For mid-sized banks, RHB Bank (TP of RM6.85) is favoured more than AMMB (TP of RM3.00) as the former has a higher common equity tier 1 (CET1) ratio and also larger fair value through other comprehensive income reserves to buffer against potential yield curve volatility.
For small-sized banks, BIMB (TP of RM4.80) and Affin Bank Bhd (TP of RM2.15) are preferred over Alliance Bank (TP of RM2.80). HLIB noted BIMB has positive long-term structural growth drivers plus better asset quality, while Affin Bank could possibly unlock asset values.
Bank Islam Malaysia Bhd economist Adam Mohamed Rahim commented that the prospects for the banking sector appear bright despite the headwinds posed by the ongoing pandemic in the country. The government has further relaxed restrictions on economic sectors for fully vaccinated individuals and workers.
Adam opined that the reopening of the economy will help drive lending activities as more businesses resume operations, there will be demand for fresh funding.
He noted once businesses are able to operate on full capacity, banks' borrowers would start generating cash flow for debt repayments.

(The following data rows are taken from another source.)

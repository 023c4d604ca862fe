//! Viewer settings with TOML file support.
//!
//! Every section is `#[serde(default)]`, so a file overriding only
//! `[camera]` works.

use std::path::{Path, PathBuf};

use serde::{Deserialize, Serialize};

use crate::error::{Result, ViewerError};
use crate::import::ImportOptions;
use crate::view::ShadingMode;

/// Environment variable naming a config file.
pub const CONFIG_ENV: &str = "MESHVIEW_CONFIG";
/// Picked up from the working directory when [`CONFIG_ENV`] is unset.
pub const DEFAULT_CONFIG_FILE: &str = "meshview.toml";

#[derive(Debug, Clone, PartialEq, Default, Serialize, Deserialize)]
#[serde(default)]
pub struct ViewerConfig {
    pub window: WindowConfig,
    pub camera: CameraConfig,
    pub import: ImportOptions,
    pub render: RenderConfig,
}

#[derive(Debug, Clone, PartialEq, Serialize, Deserialize)]
#[serde(default)]
pub struct WindowConfig {
    pub width: u32,
    pub height: u32,
    pub title: String,
}

impl Default for WindowConfig {
    fn default() -> Self {
        Self { width: 1600, height: 1200, title: "meshview".to_string() }
    }
}

#[derive(Debug, Clone, PartialEq, Serialize, Deserialize)]
#[serde(default)]
pub struct CameraConfig {
    /// Vertical field of view in degrees.
    pub fov_y: f32,
    pub z_near: f32,
    /// Lower bound; widened at load time to cover the model.
    pub z_far: f32,
    /// World units per second before the adaptive multiplier.
    pub base_speed: f32,
    /// Degrees per pointer unit.
    pub sensitivity: f32,
    /// Seconds of forward/backward movement per scroll line.
    pub scroll_step: f32,
    pub adaptive_speed: bool,
    /// Extra distance factor when framing the model at startup.
    pub fit_padding: f32,
}

impl Default for CameraConfig {
    fn default() -> Self {
        Self {
            fov_y: 45.0,
            z_near: 0.1,
            z_far: 100.0,
            base_speed: 2.5,
            sensitivity: 0.05,
            scroll_step: 0.1,
            adaptive_speed: true,
            fit_padding: 1.5,
        }
    }
}

#[derive(Debug, Clone, PartialEq, Serialize, Deserialize)]
#[serde(default)]
pub struct RenderConfig {
    pub clear_color: [f32; 3],
    pub shading: ShadingMode,
    /// Direction the light travels, world space.
    pub light_direction: [f32; 3],
    pub ambient: f32,
    pub base_color: [f32; 3],
    pub show_overlay: bool,
}

impl Default for RenderConfig {
    fn default() -> Self {
        Self {
            clear_color: [0.1, 0.1, 0.1],
            shading: ShadingMode::Lit,
            light_direction: [-0.4, -1.0, -0.3],
            ambient: 0.2,
            base_color: [0.8, 0.8, 0.8],
            show_overlay: true,
        }
    }
}

impl ViewerConfig {
    /// Load from a TOML file. Missing fields use defaults.
    pub fn load(path: &Path) -> Result<Self> {
        let content = std::fs::read_to_string(path)
            .map_err(|source| ViewerError::Io { path: path.to_path_buf(), source })?;
        Self::from_toml(&content, path)
    }

    fn from_toml(content: &str, path: &Path) -> Result<Self> {
        toml::from_str(content)
            .map_err(|e| ViewerError::Config { path: path.to_path_buf(), message: e.to_string() })
    }

    /// Resolve the config source: `$MESHVIEW_CONFIG`, then `./meshview.toml`,
    /// then defaults.
    pub fn discover() -> Result<Self> {
        match Self::discover_path(std::env::var_os(CONFIG_ENV).map(PathBuf::from)) {
            Some(path) => {
                tracing::info!(path = %path.display(), "loading config");
                Self::load(&path)
            }
            None => {
                tracing::debug!("no config file, using defaults");
                Ok(Self::default())
            }
        }
    }

    fn discover_path(from_env: Option<PathBuf>) -> Option<PathBuf> {
        from_env.or_else(|| {
            let local = PathBuf::from(DEFAULT_CONFIG_FILE);
            local.is_file().then_some(local)
        })
    }
}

Rakuten Trade head of equity sales Vincent Lau concurred while noting that there is still room for growth for the banking stocks as he foresees the modification loss as a result of loan moratorium is going to be less impactful compared with in the previous year.
Lau commented that banks' earnings performances have been better than expected as the impact of modification loss was not as bad as many thought it would be. He expects the impact of the latest six-month loan moratorium to be even milder.

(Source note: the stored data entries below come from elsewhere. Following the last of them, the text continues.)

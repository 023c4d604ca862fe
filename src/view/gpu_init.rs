use std::sync::Arc;

use wgpu::Device;

use crate::error::Result;

/// Device, queue and configured surface for the viewer window
pub struct GpuContext {
    pub device: Arc<Device>,
    pub queue: Arc<wgpu::Queue>,
    pub surface: wgpu::Surface<'static>,
    pub format: wgpu::TextureFormat,
    pub config: wgpu::SurfaceConfiguration,
    /// `POLYGON_MODE_LINE` was granted, so the wireframe pipeline can exist
    pub wireframe_supported: bool,
}

async fn init_device_and_queue(
    adapter: &wgpu::Adapter,
    features: wgpu::Features,
) -> Result<(Arc<Device>, Arc<wgpu::Queue>)> {
    let adapter_limits = adapter.limits();
    let mut limits = wgpu::Limits::downlevel_defaults().using_resolution(adapter_limits.clone());
    // large models are uploaded as one vertex buffer
    limits.max_buffer_size = adapter_limits.max_buffer_size;
    tracing::debug!(max_buffer_size = limits.max_buffer_size, "requesting device limits");

    let (device, queue) = adapter
        .request_device(&wgpu::DeviceDescriptor {
            label: Some("device"),
            required_features: features,
            required_limits: limits,
            memory_hints: wgpu::MemoryHints::default(),
            experimental_features: wgpu::ExperimentalFeatures::default(),
            trace: wgpu::Trace::default(),
        })
        .await?;

    Ok((Arc::new(device), Arc::new(queue)))
}

fn configure_surface(
    device: &Device,
    adapter: &wgpu::Adapter,
    surface: &wgpu::Surface,
    width: u32,
    height: u32,
) -> (wgpu::TextureFormat, wgpu::SurfaceConfiguration) {
    let caps = surface.get_capabilities(adapter);
    let format = caps
        .formats
        .iter()
        .copied()
        .find(|f| f.is_srgb())
        .unwrap_or(caps.formats[0]);

    let config = wgpu::SurfaceConfiguration {
        usage: wgpu::TextureUsages::RENDER_ATTACHMENT,
        format,
        width: width.max(1),
        height: height.max(1),
        present_mode: wgpu::PresentMode::Fifo,
        alpha_mode: caps.alpha_modes[0],
        view_formats: vec![],
        desired_maximum_frame_latency: 2,
    };
    surface.configure(device, &config);

    (format, config)
}

impl GpuContext {
    /// Create a surface for `window` and a device that can draw to it.
    pub async fn new(window: Arc<winit::window::Window>) -> Result<Self> {
        let size = window.inner_size();
        let instance = wgpu::Instance::new(&wgpu::InstanceDescriptor {
            backends: wgpu::Backends::all(),
            ..Default::default()
        });
        let surface = instance.create_surface(window)?;

        let adapter = instance
            .request_adapter(&wgpu::RequestAdapterOptions {
                power_preference: wgpu::PowerPreference::HighPerformance,
                force_fallback_adapter: false,
                compatible_surface: Some(&surface),
            })
            .await?;

        let info = adapter.get_info();
        tracing::info!(name = %info.name, backend = ?info.backend, "using adapter");

        let wireframe_supported = adapter.features().contains(wgpu::Features::POLYGON_MODE_LINE);
        if !wireframe_supported {
            tracing::warn!("adapter lacks POLYGON_MODE_LINE, wireframe shading disabled");
        }
        let features = if wireframe_supported {
            wgpu::Features::POLYGON_MODE_LINE
        } else {
            wgpu::Features::empty()
        };

        let (device, queue) = init_device_and_queue(&adapter, features).await?;
        let (format, config) = configure_surface(&device, &adapter, &surface, size.width, size.height);

        Ok(GpuContext { device, queue, surface, format, config, wireframe_supported })
    }

    pub fn resize(&mut self, width: u32, height: u32) {
        if width > 0 && height > 0 {
            self.config.width = width;
            self.config.height = height;
            self.surface.configure(&self.device, &self.config);
        }
    }
}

"Going forward, banking stocks have room to go up, especially the bigger banks like Maybank. Furthermore, you have the dividend to fall back on as some banks are declaring high dividends.
"The stock market is six to nine months ahead or may even be beyond 2022 for the recovery. There is still upside for the banks ahead. It's not like the banks are trading at a rich valuation," he said.